Part-Time Politicians

| 11 Nov 2014 | 01:33

    “I’ve been making giant pixels, all day,” Dan Friel explains, nonchalantly. I could wrack my brain all day and still fail to come up with another band that can toss off that phrase with the same casual indifference of [Parts & Labor]’s co-frontman. I pose the logical question, and Friel explains that, at the time of our phone call, the band is hard at work, creating scenery for a music video, “The Gold Were Digging,” the four track on the group’s new record, Mapmaker. “We’re doing this very analog version of our website,” he explains, “with all of these colored pieces of poster board on a wall. Were going to put different configurations of them on the wall and shoot in front of them, like a flipbook.”

    Parts & Labor, it seems safe to say—much to the chagrin of my ilk—is a band happy to defy easy categorization. The process of creating paper pixels for an upcoming video seems a fairly accurate illustration of the tenuous crossroads between the analog and digital world in which much of the band’s music exists.
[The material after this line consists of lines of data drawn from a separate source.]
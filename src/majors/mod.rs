//! Major detection and disambiguation
//!
//! Course-code prefixes stand in for departments. [`prefix`] counts them across major-category
//! records; [`resolution`] turns the counts into a primary/secondary/other decision, asking a
//! [`MajorSelector`] when more than zero prefixes exist, and tags the store's categories.

pub mod prefix;
pub mod resolution;

pub use prefix::{analyze_major_code_prefixes, extract_code_prefix, group_courses_by_prefix};
pub use resolution::{
    MajorSelector, PresetSelector, ResolutionError, apply_resolution, resolve_majors,
};
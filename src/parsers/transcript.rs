use super::error::TranscriptParseError;
use super::line::LineParser;
use crate::models::CourseRecord;

/// Parse a pasted transcript block
///
/// Every line is attempted. Line numbers are 1-based over the raw text with blank lines
/// counted, so they match what the user sees in their editor. If any line fails, all failures
/// are returned together and no records are.
pub fn parse_transcript(
    text: &str,
    parser: &LineParser,
) -> Result<Vec<CourseRecord>, TranscriptParseError> {
    let mut records = Vec::new();
    let mut errors = Vec::new();
    let mut total_lines = 0;

    for (index, line) in text.lines().enumerate() {
        if line.trim().is_empty() {
            continue;
        }
        total_lines += 1;

        match parser.parse_line(index + 1, line) {
            Ok(Some(record)) => records.push(record),
            Ok(None) => {}
            Err(e) => {
                tracing::warn!(line = e.line_number, error = %e.kind, "Failed to parse transcript line");
                errors.push(e);
            }
        }
    }

    if !errors.is_empty() {
        return Err(TranscriptParseError { errors, total_lines });
    }

    tracing::info!(records = records.len(), lines = total_lines, "Parsed transcript");
    Ok(records)
}
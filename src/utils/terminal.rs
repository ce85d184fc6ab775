//! Sanitizing pasted text before it is echoed back in error reports
//!
//! Transcript rows come from the user's clipboard and may carry ANSI escape sequences or other
//! control characters picked up from a terminal or a web page. Anything printed back from a
//! raw row goes through [`display_row`].

/// Longest raw row echoed in an error message, in characters
pub const MAX_DISPLAY_CHARS: usize = 120;

/// Remove ANSI CSI sequences (`ESC [ ... letter`) and control characters
///
/// Tab, newline and carriage return are kept.
///
/// ```
/// use transcript_importer::utils::terminal::strip_ansi_codes;
///
/// assert_eq!(strip_ansi_codes("\x1b[31m자료구조\x1b[0m"), "자료구조");
/// ```
pub fn strip_ansi_codes(text: &str) -> String {
    let mut result = String::with_capacity(text.len());
    let mut chars = text.chars().peekable();

    while let Some(ch) = chars.next() {
        if ch == '\x1b' && chars.peek() == Some(&'[') {
            chars.next();
            for next in chars.by_ref() {
                if next.is_ascii_alphabetic() {
                    break;
                }
            }
            continue;
        }
        if ch.is_control() && !matches!(ch, '\t' | '\n' | '\r') {
            continue;
        }
        result.push(ch);
    }

    result
}

/// One-line rendering of a raw transcript row for error output
///
/// Control sequences are removed, tab separators are shown as ` | ` so column boundaries stay
/// visible, and the result is cut at [`MAX_DISPLAY_CHARS`].
pub fn display_row(raw: &str) -> String {
    let cleaned = strip_ansi_codes(raw);
    let cells: Vec<&str> = cleaned.trim().split('\t').map(str::trim).collect();
    let joined = if cells.len() > 1 { cells.join(" | ") } else { cleaned.trim().to_string() };
    let single_line = joined.replace(['\r', '\n'], " ");

    if single_line.chars().count() > MAX_DISPLAY_CHARS {
        let truncated: String = single_line.chars().take(MAX_DISPLAY_CHARS).collect();
        format!("{}...", truncated)
    } else {
        single_line
    }
}
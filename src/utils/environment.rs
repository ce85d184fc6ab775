use std::env;
use std::path::{Path, PathBuf};

use anyhow::{Context, Result};

/// Environment variable naming a JSON config file
pub const CONFIG_ENV: &str = "TRANSCRIPT_IMPORTER_CONFIG";
/// Environment variable naming the planner state file
pub const STATE_ENV: &str = "TRANSCRIPT_IMPORTER_STATE";

const APP_DIR: &str = "transcript-importer";
const STATE_FILE: &str = "planner.json";

fn path_from_env(name: &str) -> Option<PathBuf> {
    env::var_os(name).filter(|v| !v.is_empty()).map(PathBuf::from)
}

pub fn config_path_from_env() -> Option<PathBuf> {
    path_from_env(CONFIG_ENV)
}

/// Platform data directory location of the planner state (`<data_dir>/transcript-importer/planner.json`)
pub fn default_state_path() -> Result<PathBuf> {
    let data_dir = dirs::data_dir().context("Could not determine the user data directory")?;
    Ok(data_dir.join(APP_DIR).join(STATE_FILE))
}

/// State path from an explicit flag, then the environment, then the data directory
pub fn resolve_state_path(explicit: Option<&Path>) -> Result<PathBuf> {
    if let Some(path) = explicit {
        return Ok(path.to_path_buf());
    }
    match path_from_env(STATE_ENV) {
        Some(path) => Ok(path),
        None => default_state_path(),
    }
}
//! Data models for transcript import.
//!
//! - [`CourseRecord`] - One parsed transcript row (transient, consumed once by ingestion)
//! - [`PrefixStat`] / [`MajorResolution`] - Per-import major disambiguation artifacts
//! - [`Category`] / [`Semester`] / [`Course`] - The planner axes owned by a
//!   [`CourseStore`](crate::store::CourseStore)
//!
//! All models derive serde traits so the dry-run `parse` command can print records and the
//! planner snapshot can be persisted as JSON.

pub mod course;
pub mod major;
pub mod planner;

pub use course::CourseRecord;
pub use major::{MajorChoice, MajorResolution, MajorType, PrefixStat};
pub use planner::{Category, CategoryId, Course, CourseFields, CourseId, Semester, SemesterId};
use anyhow::{Context, Result, bail};
use arboard::Clipboard;

/// Largest clipboard transcript accepted (10MB)
const MAX_CLIPBOARD_SIZE: usize = 10 * 1024 * 1024;

/// Clipboard access, mockable in tests
trait ClipboardProvider {
    fn get_text(&mut self) -> Result<String>;
}

struct SystemClipboard {
    clipboard: Clipboard,
}

impl SystemClipboard {
    fn new() -> Result<Self> {
        let clipboard = Clipboard::new().context("Failed to initialize clipboard")?;
        Ok(Self { clipboard })
    }
}

impl ClipboardProvider for SystemClipboard {
    fn get_text(&mut self) -> Result<String> {
        self.clipboard.get_text().context("Clipboard does not contain text")
    }
}

fn validate_clipboard_text(text: &str) -> Result<()> {
    if text.trim().is_empty() {
        bail!("Clipboard is empty; copy the transcript table first");
    }

    if text.len() > MAX_CLIPBOARD_SIZE {
        bail!("Clipboard text too large ({} bytes, max {})", text.len(), MAX_CLIPBOARD_SIZE);
    }

    Ok(())
}

fn read_with_provider(provider: &mut dyn ClipboardProvider) -> Result<String> {
    let text = provider.get_text()?;
    validate_clipboard_text(&text)?;
    Ok(text)
}

/// Read a pasted transcript from the system clipboard
///
/// # Errors
/// Returns error if:
/// - The clipboard is unavailable (headless session, missing display server)
/// - It holds no text, or only whitespace
/// - The text is larger than 10MB
///
/// # Platform Support
/// - macOS: pasteboard API
/// - Linux: X11 or Wayland
/// - Windows: Win32 clipboard
pub fn read_transcript_from_clipboard() -> Result<String> {
    let mut clipboard = SystemClipboard::new()?;
    read_with_provider(&mut clipboard)
}

#[cfg(test)]
mod tests {
    use super::*;

    struct MockClipboard {
        text: Option<String>,
    }

    impl ClipboardProvider for MockClipboard {
        fn get_text(&mut self) -> Result<String> {
            match &self.text {
                Some(text) => Ok(text.clone()),
                None => bail!("Mock clipboard unavailable"),
            }
        }
    }

    fn mock(text: &str) -> MockClipboard {
        MockClipboard { text: Some(text.to_string()) }
    }

    #[test]
    fn test_read_transcript_with_mock() {
        let transcript = "2020\t1\tCOMP101\t자료구조\t전공\t\t3\t95\tA+\t4.5\n";
        let text = read_with_provider(&mut mock(transcript)).unwrap();
        assert_eq!(text, transcript);
    }

    #[test]
    fn test_clipboard_unavailable() {
        let mut unavailable = MockClipboard { text: None };
        let result = read_with_provider(&mut unavailable);
        assert!(result.unwrap_err().to_string().contains("Mock clipboard unavailable"));
    }

    #[test]
    fn test_whitespace_only_clipboard_rejected() {
        let result = read_with_provider(&mut mock(" \n\t "));
        assert!(result.unwrap_err().to_string().contains("Clipboard is empty"));
    }

    #[test]
    fn test_oversized_clipboard_rejected() {
        let large = "가".repeat(MAX_CLIPBOARD_SIZE / 3 + 1);
        let result = read_with_provider(&mut mock(&large));
        let message = result.unwrap_err().to_string();
        assert!(message.contains("too large"));
        assert!(message.contains("bytes"));
    }

    #[test]
    fn test_exactly_at_limit_accepted() {
        let text = "a".repeat(MAX_CLIPBOARD_SIZE);
        assert!(read_with_provider(&mut mock(&text)).is_ok());
    }

    #[test]
    fn test_system_clipboard_integration() {
        if std::env::var("ENABLE_CLIPBOARD_TESTS").is_err() {
            return;
        }
        if let Err(e) = read_transcript_from_clipboard() {
            eprintln!("System clipboard unavailable: {}", e);
        }
    }
}
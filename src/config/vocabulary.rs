use serde::{Deserialize, Serialize};

/// Locale markers recognised in a pasted transcript.
///
/// Defaults describe the Korean university transcript layout:
///
/// ```text
/// 년도 학기 학수번호 과목명 이수구분 [교양영역] [과목유형] 학점 점수 등급 평점 [재수강...] [삭제구분]
/// ```
#[derive(Debug, Clone, PartialEq, Serialize, Deserialize)]
#[serde(default)]
pub struct Vocabulary {
    /// First token of an off-curriculum (military service) credit row
    pub military_sentinel: String,
    /// Substring marking a seasonal (intersession) semester token
    pub seasonal_marker: String,
    /// Substring marking a major category (`전공`, `전공필수`, ...)
    pub major_marker: String,
    /// Exact non-major category tokens
    pub category_markers: Vec<String>,
    /// Catch-all elective bucket for unselected major prefixes
    pub general_elective: String,
    /// Tokens that flag a retake or withdrawn course
    pub retake_markers: Vec<String>,
    /// Course-name markers for courses taught in English
    pub english_markers: Vec<String>,
    /// First tokens of a table header row
    pub header_markers: Vec<String>,
    /// Name prefix for categories scheduled for deletion
    pub removal_marker: String,
    /// Regular semester display name; `{year}` and `{semester}` are substituted
    pub semester_name_template: String,
    pub seasonal_semester_name: String,
    /// Seasonal semester name when military-service credit is present
    pub merged_seasonal_semester_name: String,
    /// Letter grades accepted as grade-shaped tokens (after normalization)
    pub letter_grades: Vec<String>,
}

impl Default for Vocabulary {
    fn default() -> Self {
        Self {
            military_sentinel: "군복무중이수".to_string(),
            seasonal_marker: "계절".to_string(),
            major_marker: "전공".to_string(),
            category_markers: vec![
                "교양".to_string(),
                "학문의기초".to_string(),
                "일반선택".to_string(),
                "교직".to_string(),
            ],
            general_elective: "일반선택".to_string(),
            retake_markers: vec!["재수강".to_string(), "학점포기".to_string()],
            english_markers: vec!["영강".to_string(), "외국어강의".to_string()],
            header_markers: vec!["년도".to_string()],
            removal_marker: "_TO_REMOVE_".to_string(),
            semester_name_template: "{year}년 {semester}학기".to_string(),
            seasonal_semester_name: "계절학기".to_string(),
            merged_seasonal_semester_name: "계절/군학점".to_string(),
            letter_grades: [
                "A+", "A0", "A-", "B+", "B0", "B-", "C+", "C0", "C-", "D+", "D0", "D-", "F", "P",
                "NP",
            ]
            .iter()
            .map(|g| g.to_string())
            .collect(),
        }
    }
}

impl Vocabulary {
    pub fn is_major_category(&self, category: &str) -> bool {
        !self.major_marker.is_empty() && category.contains(&self.major_marker)
    }

    pub fn is_category_marker(&self, token: &str) -> bool {
        self.is_major_category(token) || self.category_markers.iter().any(|m| m == token)
    }

    pub fn is_military_year(&self, year: &str) -> bool {
        year == self.military_sentinel
    }

    pub fn is_seasonal_semester(&self, semester: &str) -> bool {
        !self.seasonal_marker.is_empty() && semester.contains(&self.seasonal_marker)
    }

    pub fn is_retake_marker(&self, token: &str) -> bool {
        self.retake_markers.iter().any(|m| m == token)
    }

    pub fn contains_retake_marker(&self, text: &str) -> bool {
        self.retake_markers.iter().any(|m| text.contains(m.as_str()))
    }

    pub fn is_header_marker(&self, token: &str) -> bool {
        self.header_markers.iter().any(|m| m == token)
    }

    pub fn has_english_marker(&self, name: &str) -> bool {
        self.english_markers.iter().any(|m| name.contains(m.as_str()))
    }

    pub fn is_marked_for_removal(&self, category_name: &str) -> bool {
        category_name.starts_with(&self.removal_marker)
    }

    pub fn removal_name(&self, category_name: &str) -> String {
        format!("{}{}", self.removal_marker, category_name)
    }

    pub fn semester_name(&self, year: &str, semester: &str) -> String {
        self.semester_name_template.replace("{year}", year).replace("{semester}", semester)
    }
}
pub mod environment;
pub mod paths;
pub mod terminal;

pub use environment::{config_path_from_env, resolve_state_path};
pub use paths::{format_path_with_tilde, read_transcript, validate_file_size};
    Try, for example, to pigeonhole the band into the arena of “political music.” With an upcoming appearance for [Solar One]'s (Manhattan’s first, “Green Energy, Arts, and Education Center,”) show tonight (transplanted to Studio B), the tag seems a natural, a matter only reinforced by bushels of progressive song lyrics, including Mapmaker’s “Long Way Down,” a four minute tale of a world having run out of oil.

    In a category of music, endlessly dominated by lyrics-driven sing-alongs, where does a band like Part & Labor fit in, exactly? While the trio’s music has been known to, on many occasions broach the political, the band’s heartfelt lyrics are also notorious difficult to understand, oft drowned in the mix amongst the drone and squeals that have come to define their sound. “We write our lyrics because they’re what we think about and talk about the most amongst ourselves, and that makes them a little different than protest songs, I guess,” Friel explains. “We include the lyrics, so people can read them, if they want to, but I think much more importantly, we play benefits for causes we believe in, and try to walk the walk. We don’t really want to be preaching at people.”

    That age-old debate about whether protest singers can ever actually change things isn’t one that Parts & Labor seems particularly interested in. “A political band that only has sing-alongs about unions and whatever else is a completely different category than a lot of what we do,” Friel explains. “You end up only singing to people who are already into those causes, and are probably already on your side. I think a lot more can be done with actions, and setting an example by how you run your business.” The answer, as it turns out, is a simple one. Protest singers can change the world, bit by bit—that is, if they actually go out and change it themselves.

    Photo courtesy of [Jonny Leather].